Portfolio 2 has an expected return of 14 percent with a standard deviation of 16 percent. The SFRatio is 0.75 = (14 − 2)/16 for Portfolios 2

the probability that portfolio return will be less than 2 percent is N(−0.75) = 1 − N(0.75) = 1 − 0.7734 = 0.227 or about 23 percent, assuming that portfolio returns are normally distributed.

I have also found that the probability that portfolio return will exceed 14 percent is P(Z ≥ 0.75) = 1.0 − P(Z ≤ 0.75)=N(−0.75) which mean the the probability that portfolio return will exceed 14 percent is same as the probability that portfolio return will be less than 2 percent. Am I correct?

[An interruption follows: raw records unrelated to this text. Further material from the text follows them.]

//! File-backed leaderboard store.
//!
//! # Durability
//!
//! Every mutation is staged on a copy of the document, written to a
//! temporary file, synced and renamed over the backing file. Only after the
//! rename succeeds does the copy replace the in-memory document, so a failed
//! write leaves the store exactly as it was last persisted.
//!
//! # Concurrency
//!
//! One process is assumed to own the backing file. Two processes sharing a
//! file will race; the last full rewrite wins.

use chrono::Utc;
use std::fs;
use std::io::{ErrorKind, Write};
use std::path::{Path, PathBuf};
use tracing::{info, warn};

use super::schema::{GameLogRecord, LeaderboardDocument, LeaderboardEntry, PlayerKey, PlayerRecord};
use crate::core::LeaderboardError;

/// Players and match history backed by a JSON document.
#[derive(Debug)]
pub struct Leaderboard {
    path: PathBuf,
    doc: LeaderboardDocument,
}

impl Leaderboard {
    /// Open the store at `path`.
    ///
    /// A missing, unreadable or malformed document is replaced by an empty
    /// one; a document in an older shape is normalized. Either way the
    /// result is written back immediately. Only that write can fail.
    pub fn open(path: impl Into<PathBuf>) -> Result<Self, LeaderboardError> {
        let path = path.into();

        let (doc, dirty) = match fs::read(&path) {
            Ok(bytes) => match LeaderboardDocument::parse(&bytes) {
                Ok(mut doc) => {
                    let changed = doc.normalize();
                    (doc, changed)
                }
                Err(err) => {
                    warn!(path = %path.display(), %err, "leaderboard document is corrupt; starting empty");
                    (LeaderboardDocument::empty(), true)
                }
            },
            Err(err) if err.kind() == ErrorKind::NotFound => {
                info!(path = %path.display(), "no leaderboard document; creating one");
                (LeaderboardDocument::empty(), true)
            }
            Err(err) => {
                warn!(path = %path.display(), %err, "leaderboard document is unreadable; starting empty");
                (LeaderboardDocument::empty(), true)
            }
        };

        if dirty {
            write_document(&path, &doc)?;
        }

        Ok(Self { path, doc })
    }

    /// Register `name`, or return the id it already has.
    ///
    /// Registering an existing name in any letter case is a no-op that keeps
    /// the stored display name.
    pub fn register_player(&mut self, name: &str) -> Result<PlayerKey, LeaderboardError> {
        let id = PlayerKey::canonicalize(name).ok_or(LeaderboardError::EmptyName)?;
        if self.doc.players.contains_key(&id) {
            return Ok(id);
        }

        let mut next = self.doc.clone();
        next.players.insert(id.clone(), PlayerRecord::new(name.trim(), Utc::now()));
        self.commit(next)?;

        info!(%id, name = name.trim(), "registered player");
        Ok(id)
    }

    /// Change a player's display name and return their id afterwards.
    ///
    /// The id changes only when the canonical form of the name does. Past
    /// match records keep the id they were written with, so after a re-key
    /// the old id is free again: registering the old name later creates a
    /// fresh player whose id matches those older records.
    pub fn rename_player(&mut self, id: &PlayerKey, new_name: &str) -> Result<PlayerKey, LeaderboardError> {
        if !self.doc.players.contains_key(id) {
            return Err(unknown(id));
        }
        let new_id = PlayerKey::canonicalize(new_name).ok_or(LeaderboardError::EmptyName)?;
        if new_id != *id && self.doc.players.contains_key(&new_id) {
            return Err(LeaderboardError::NameTaken {
                name: new_name.trim().to_string(),
                owner: new_id.to_string(),
            });
        }

        let mut next = self.doc.clone();
        if let Some(mut record) = next.players.remove(id) {
            record.name = new_name.trim().to_string();
            record.last_updated = Some(Utc::now());
            next.players.insert(new_id.clone(), record);
        }
        self.commit(next)?;

        info!(old = %id, new = %new_id, name = new_name.trim(), "renamed player");
        Ok(new_id)
    }

    /// Credit a win and a loss and append the match to the log.
    ///
    /// Nothing is touched unless both ids exist and differ.
    pub fn record_result(
        &mut self,
        winner: &PlayerKey,
        loser: &PlayerKey,
        score_for: u32,
        score_against: u32,
        duration_secs: u64,
    ) -> Result<GameLogRecord, LeaderboardError> {
        if winner == loser {
            return Err(LeaderboardError::SelfPlay { id: winner.to_string() });
        }
        for id in [winner, loser] {
            if !self.doc.players.contains_key(id) {
                return Err(unknown(id));
            }
        }

        let now = Utc::now();
        let record = GameLogRecord {
            players: [winner.clone(), loser.clone()],
            winner: winner.clone(),
            loser: loser.clone(),
            score_for,
            score_against,
            duration_secs,
            timestamp: now,
        };

        let mut next = self.doc.clone();
        if let Some(w) = next.players.get_mut(winner) {
            w.wins = w.wins.saturating_add(1);
            w.last_updated = Some(now);
        }
        if let Some(l) = next.players.get_mut(loser) {
            l.losses = l.losses.saturating_add(1);
            l.last_updated = Some(now);
        }
        next.games.push(record.clone());
        self.commit(next)?;

        info!(%winner, %loser, score_for, score_against, duration_secs, "recorded result");
        Ok(record)
    }

    /// All players ranked by wins (desc), losses (asc), then name
    /// case-insensitively (asc).
    #[must_use]
    pub fn table(&self) -> Vec<LeaderboardEntry> {
        let mut rows: Vec<LeaderboardEntry> = self
            .doc
            .players
            .iter()
            .map(|(id, record)| LeaderboardEntry::from_record(id, record))
            .collect();

        rows.sort_by(|a, b| {
            b.wins
                .cmp(&a.wins)
                .then_with(|| a.losses.cmp(&b.losses))
                .then_with(|| a.display_name.to_lowercase().cmp(&b.display_name.to_lowercase()))
                .then_with(|| a.id.cmp(&b.id))
        });
        rows
    }

    /// Look up a player by id.
    #[must_use]
    pub fn entry(&self, id: &PlayerKey) -> Option<LeaderboardEntry> {
        self.doc
            .players
            .get(id)
            .map(|record| LeaderboardEntry::from_record(id, record))
    }

    /// Look up a player by any spelling of their name.
    #[must_use]
    pub fn find(&self, name: &str) -> Option<LeaderboardEntry> {
        PlayerKey::canonicalize(name).and_then(|id| self.entry(&id))
    }

    /// Match history, oldest first.
    #[must_use]
    pub fn games(&self) -> &[GameLogRecord] {
        &self.doc.games
    }

    /// Number of registered players.
    #[must_use]
    pub fn len(&self) -> usize {
        self.doc.players.len()
    }

    #[must_use]
    pub fn is_empty(&self) -> bool {
        self.doc.players.is_empty()
    }

    #[must_use]
    pub fn path(&self) -> &Path {
        &self.path
    }

    #[must_use]
    pub fn document(&self) -> &LeaderboardDocument {
        &self.doc
    }

    /// Rewrite the backing document from memory.
    pub fn save(&self) -> Result<(), LeaderboardError> {
        write_document(&self.path, &self.doc)
    }

    fn commit(&mut self, next: LeaderboardDocument) -> Result<(), LeaderboardError> {
        write_document(&self.path, &next)?;
        self.doc = next;
        Ok(())
    }
}

fn unknown(id: &PlayerKey) -> LeaderboardError {
    LeaderboardError::UnknownPlayer { id: id.to_string() }
}

/// Atomically replace `path` with the encoded document (write-sync-rename).
fn write_document(path: &Path, doc: &LeaderboardDocument) -> Result<(), LeaderboardError> {
    if let Some(parent) = path.parent().filter(|p| !p.as_os_str().is_empty()) {
        fs::create_dir_all(parent)?;
    }

    let data = serde_json::to_vec_pretty(doc)?;

    let mut temp_path = path.as_os_str().to_owned();
    temp_path.push(".tmp");
    let temp_path = PathBuf::from(temp_path);

    {
        let mut file = fs::File::create(&temp_path)?;
        file.write_all(&data)?;
        file.sync_all()?;
    }
    fs::rename(&temp_path, path)?;

    Ok(())
}

#[cfg(test)]
mod tests {
    use super::*;
    use tempfile::TempDir;

    fn open() -> (TempDir, Leaderboard) {
        let dir = tempfile::tempdir().unwrap();
        let board = Leaderboard::open(dir.path().join("highscores.json")).unwrap();
        (dir, board)
    }

    #[test]
    fn test_open_creates_file() {
        let dir = tempfile::tempdir().unwrap();
        let path = dir.path().join("nested").join("hs.json");
        assert!(!path.exists());

        let board = Leaderboard::open(&path).unwrap();
        assert!(path.exists());
        assert!(board.is_empty());
        assert!(!path.with_file_name("hs.json.tmp").exists());
    }

    #[test]
    fn test_register_is_case_insensitive() {
        let (_dir, mut board) = open();
        let a = board.register_player("Alice").unwrap();
        let b = board.register_player("  alice ").unwrap();
        let c = board.register_player("Bob").unwrap();

        assert_eq!(a, b);
        assert_ne!(a, c);
        assert_eq!(board.len(), 2);
        assert_eq!(board.entry(&a).unwrap().display_name, "Alice");
    }

    #[test]
    fn test_register_rejects_blank() {
        let (_dir, mut board) = open();
        assert!(matches!(board.register_player("   "), Err(LeaderboardError::EmptyName)));
        assert!(board.is_empty());
    }

    #[test]
    fn test_rename_case_only_keeps_id() {
        let (_dir, mut board) = open();
        let a = board.register_player("alice").unwrap();
        let renamed = board.rename_player(&a, "ALICE").unwrap();
        assert_eq!(renamed, a);
        assert_eq!(board.entry(&a).unwrap().display_name, "ALICE");
    }

    #[test]
    fn test_rename_rekeys() {
        let (_dir, mut board) = open();
        let a = board.register_player("Alice").unwrap();
        let new_id = board.rename_player(&a, "Alicia").unwrap();

        assert_eq!(new_id.as_str(), "alicia");
        assert!(board.entry(&a).is_none());
        assert_eq!(board.entry(&new_id).unwrap().display_name, "Alicia");
        assert_eq!(board.len(), 1);
    }

    #[test]
    fn test_old_id_is_reusable_after_rekey() {
        let (_dir, mut board) = open();
        let alice = board.register_player("Alice").unwrap();
        let bob = board.register_player("Bob").unwrap();
        board.record_result(&alice, &bob, 100, 10, 5).unwrap();

        let alicia = board.rename_player(&alice, "Alicia").unwrap();
        assert_eq!(board.entry(&alicia).unwrap().wins, 1);
        assert_eq!(board.games()[0].winner, alice);

        let again = board.register_player("alice").unwrap();
        assert_eq!(again, alice);
        let fresh = board.entry(&again).unwrap();
        assert_eq!((fresh.wins, fresh.losses), (0, 0));
        assert_eq!(board.games()[0].winner, again);
    }

    #[test]
    fn test_rename_unknown_and_blank() {
        let (_dir, mut board) = open();
        let ghost = PlayerKey::canonicalize("ghost").unwrap();
        assert!(matches!(
            board.rename_player(&ghost, "Casper"),
            Err(LeaderboardError::UnknownPlayer { .. })
        ));

        let a = board.register_player("Alice").unwrap();
        assert!(matches!(board.rename_player(&a, " "), Err(LeaderboardError::EmptyName)));
    }

    #[test]
    fn test_table_tie_breaks_on_name() {
        let (_dir, mut board) = open();
        board.register_player("bravo").unwrap();
        board.register_player("Alpha").unwrap();
        board.register_player("charlie").unwrap();

        let names: Vec<_> = board.table().into_iter().map(|e| e.display_name).collect();
        assert_eq!(names, vec!["Alpha", "bravo", "charlie"]);
    }

    #[test]
    fn test_failed_write_leaves_state_untouched() {
        let dir = tempfile::tempdir().unwrap();
        let path = dir.path().join("hs.json");
        let mut board = Leaderboard::open(&path).unwrap();
        let a = board.register_player("Alice").unwrap();

        // A directory squatting on the temp path makes the next write fail.
        fs::create_dir(dir.path().join("hs.json.tmp")).unwrap();

        assert!(matches!(board.register_player("Bob"), Err(LeaderboardError::Io(_))));
        assert_eq!(board.len(), 1);
        assert!(board.entry(&a).is_some());

        let on_disk = LeaderboardDocument::parse(&fs::read(&path).unwrap()).unwrap();
        assert_eq!(&on_disk, board.document());
    }
}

The portfolio return that will exceed 14% should be 50% because then z = (x- X-bar)/SD = (14- 14)/16 = 0. And the N(0) equals 50%.

The negative SFR gives us the probability because SFR ratio is defined as (Expected return - Threshold return)/Standard deviation whereas the z-value is minus of SFR ratio i.e. (Threshold return - Expected return)/S.D.

The probability that the portfolio return will be less than 2% will be equal to the probabiity that the portfolio return is greater than 26%, amigo.

Thank you so much! I have fully understood my problem that I have mixed up the order of the mean return and shortfall level in the numerator.